#### Work instructions
Reproduce only the stretch of entries below that begins at the first line and ends at the line holding "impl From<LogLevelArg> for".

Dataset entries
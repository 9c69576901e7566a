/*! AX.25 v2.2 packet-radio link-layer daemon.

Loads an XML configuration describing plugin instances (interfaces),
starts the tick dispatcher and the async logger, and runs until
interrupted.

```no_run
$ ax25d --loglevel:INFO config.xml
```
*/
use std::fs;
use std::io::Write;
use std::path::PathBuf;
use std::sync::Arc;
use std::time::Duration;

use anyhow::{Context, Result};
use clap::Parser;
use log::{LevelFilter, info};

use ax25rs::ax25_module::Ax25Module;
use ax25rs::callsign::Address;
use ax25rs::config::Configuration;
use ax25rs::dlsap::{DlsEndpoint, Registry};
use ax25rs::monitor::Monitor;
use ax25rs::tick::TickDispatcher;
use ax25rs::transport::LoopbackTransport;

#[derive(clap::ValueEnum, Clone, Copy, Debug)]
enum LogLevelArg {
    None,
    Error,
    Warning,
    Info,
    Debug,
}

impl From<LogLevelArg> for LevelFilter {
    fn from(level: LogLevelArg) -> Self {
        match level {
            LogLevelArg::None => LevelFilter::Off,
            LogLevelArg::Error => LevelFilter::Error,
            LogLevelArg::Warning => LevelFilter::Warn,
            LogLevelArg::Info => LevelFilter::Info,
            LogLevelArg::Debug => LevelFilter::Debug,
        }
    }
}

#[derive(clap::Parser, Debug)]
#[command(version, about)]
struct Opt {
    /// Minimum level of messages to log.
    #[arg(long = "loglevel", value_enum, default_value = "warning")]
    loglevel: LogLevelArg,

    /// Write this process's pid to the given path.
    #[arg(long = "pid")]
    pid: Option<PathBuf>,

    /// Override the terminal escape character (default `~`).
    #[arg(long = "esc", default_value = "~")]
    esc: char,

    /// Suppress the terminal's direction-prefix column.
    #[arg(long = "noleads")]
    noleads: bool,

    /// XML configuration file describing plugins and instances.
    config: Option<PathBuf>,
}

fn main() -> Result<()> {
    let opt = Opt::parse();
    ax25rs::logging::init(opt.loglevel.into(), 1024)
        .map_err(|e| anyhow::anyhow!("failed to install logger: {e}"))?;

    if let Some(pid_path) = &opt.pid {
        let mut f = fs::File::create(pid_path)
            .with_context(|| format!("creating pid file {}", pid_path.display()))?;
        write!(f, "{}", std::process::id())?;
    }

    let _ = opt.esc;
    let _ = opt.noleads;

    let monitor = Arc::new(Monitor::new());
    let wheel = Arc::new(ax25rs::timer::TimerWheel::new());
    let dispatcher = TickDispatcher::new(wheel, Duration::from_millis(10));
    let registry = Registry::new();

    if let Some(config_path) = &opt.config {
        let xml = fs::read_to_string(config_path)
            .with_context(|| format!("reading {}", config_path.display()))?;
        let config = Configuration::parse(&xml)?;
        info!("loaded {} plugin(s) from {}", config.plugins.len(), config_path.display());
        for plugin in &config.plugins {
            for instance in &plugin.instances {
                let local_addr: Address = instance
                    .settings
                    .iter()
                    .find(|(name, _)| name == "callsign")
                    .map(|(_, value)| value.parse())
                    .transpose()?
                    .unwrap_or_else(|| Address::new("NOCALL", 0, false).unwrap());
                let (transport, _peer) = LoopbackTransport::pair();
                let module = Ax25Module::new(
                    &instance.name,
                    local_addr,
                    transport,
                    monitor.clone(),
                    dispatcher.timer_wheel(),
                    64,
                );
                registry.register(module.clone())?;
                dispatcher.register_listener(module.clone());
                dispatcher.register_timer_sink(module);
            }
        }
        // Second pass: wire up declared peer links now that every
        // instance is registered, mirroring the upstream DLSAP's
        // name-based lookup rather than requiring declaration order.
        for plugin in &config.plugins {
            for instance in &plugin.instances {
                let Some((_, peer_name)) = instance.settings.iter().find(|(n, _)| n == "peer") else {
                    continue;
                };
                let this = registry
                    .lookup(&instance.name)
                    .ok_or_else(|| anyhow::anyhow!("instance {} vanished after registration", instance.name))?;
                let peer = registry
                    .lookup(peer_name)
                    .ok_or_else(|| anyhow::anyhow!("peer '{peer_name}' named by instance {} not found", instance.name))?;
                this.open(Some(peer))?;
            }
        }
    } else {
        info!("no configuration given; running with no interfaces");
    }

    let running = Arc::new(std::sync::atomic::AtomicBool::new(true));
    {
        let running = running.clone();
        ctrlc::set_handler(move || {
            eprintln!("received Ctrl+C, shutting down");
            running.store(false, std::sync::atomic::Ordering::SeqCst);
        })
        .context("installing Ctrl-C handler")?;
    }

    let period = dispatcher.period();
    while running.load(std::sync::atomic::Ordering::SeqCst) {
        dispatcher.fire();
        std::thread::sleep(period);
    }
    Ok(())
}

#### Task answer
repository 9c69576901e7566a
/*! AX.25 v2.2 packet-radio link-layer daemon.

Loads an XML configuration describing plugin instances (interfaces),
starts the tick dispatcher and the async logger, and runs until
interrupted.

```no_run
$ ax25d --loglevel:INFO config.xml
```
*/
use std::fs;
use std::io::Write;
use std::path::PathBuf;
use std::sync::Arc;
use std::time::Duration;

use anyhow::{Context, Result};
use clap::Parser;
use log::{LevelFilter, info};

use ax25rs::ax25_module::Ax25Module;
use ax25rs::callsign::Address;
use ax25rs::config::Configuration;
use ax25rs::dlsap::{DlsEndpoint, Registry};
use ax25rs::monitor::Monitor;
use ax25rs::tick::TickDispatcher;
use ax25rs::transport::LoopbackTransport;

#[derive(clap::ValueEnum, Clone, Copy, Debug)]
enum LogLevelArg {
    None,
    Error,
    Warning,
    Info,
    Debug,
}

impl From<LogLevelArg> for LevelFilter {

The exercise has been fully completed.